Voluntary medical male circumcision (VMMC) reduces the risk of male HIV acquisition by 60%. Programmes to provide male circumcision (MC) to prevent HIV infection have been introduced in sub-Saharan African countries with high HIV burden. While large-scale provision of MMC is recent, traditional MC has long been conducted as part of male coming-of-age practices. How and at what age traditional MC occurs varies by ethnic groups within countries. Accurate estimates of MC coverage by age and type of circumcision (traditional or medical) over time at sub-national levels are essential for planning and delivering VMMCs to meet targets and evaluating their impacts on HIV incidence. In this paper, we developed a Bayesian competing risks time-to-event model to produce region-age-time-type specific probabilities and coverage of MC with probabilistic uncertainty. The model jointly synthesises data from household surveys and health system data on the number of VMMCs conducted.

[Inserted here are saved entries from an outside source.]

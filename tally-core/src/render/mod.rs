//! Plain-text renderers for terminal output.

pub mod chart;
pub mod report;

pub use chart::bar_chart;
pub use report::{cluster_report, scatter_plot};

We demonstrated the model using data from five household surveys and VMMC programme data to produce estimates of MC coverage for 52 districts in South Africa between 2008 and 2019. Nationally in 2008, 24.1% (CI: 23.4-24.8%) of men aged 15-49 were traditionally circumcised and 19.4% (CI: 18.9-20.0%) were medically circumcised. Between 2008 and 2019, five million VMMCs were conducted, and MC coverage among men aged 15-49 increased to 64.0% (CI: 63.2-64.9%) and medical MC coverage to 42% (CI: 41.3-43.0%). MC coverage varied widely across districts, ranging from 13.4-86.3%. The average age of traditional MC ranged between 13 to 19 years, depending on local cultural practices.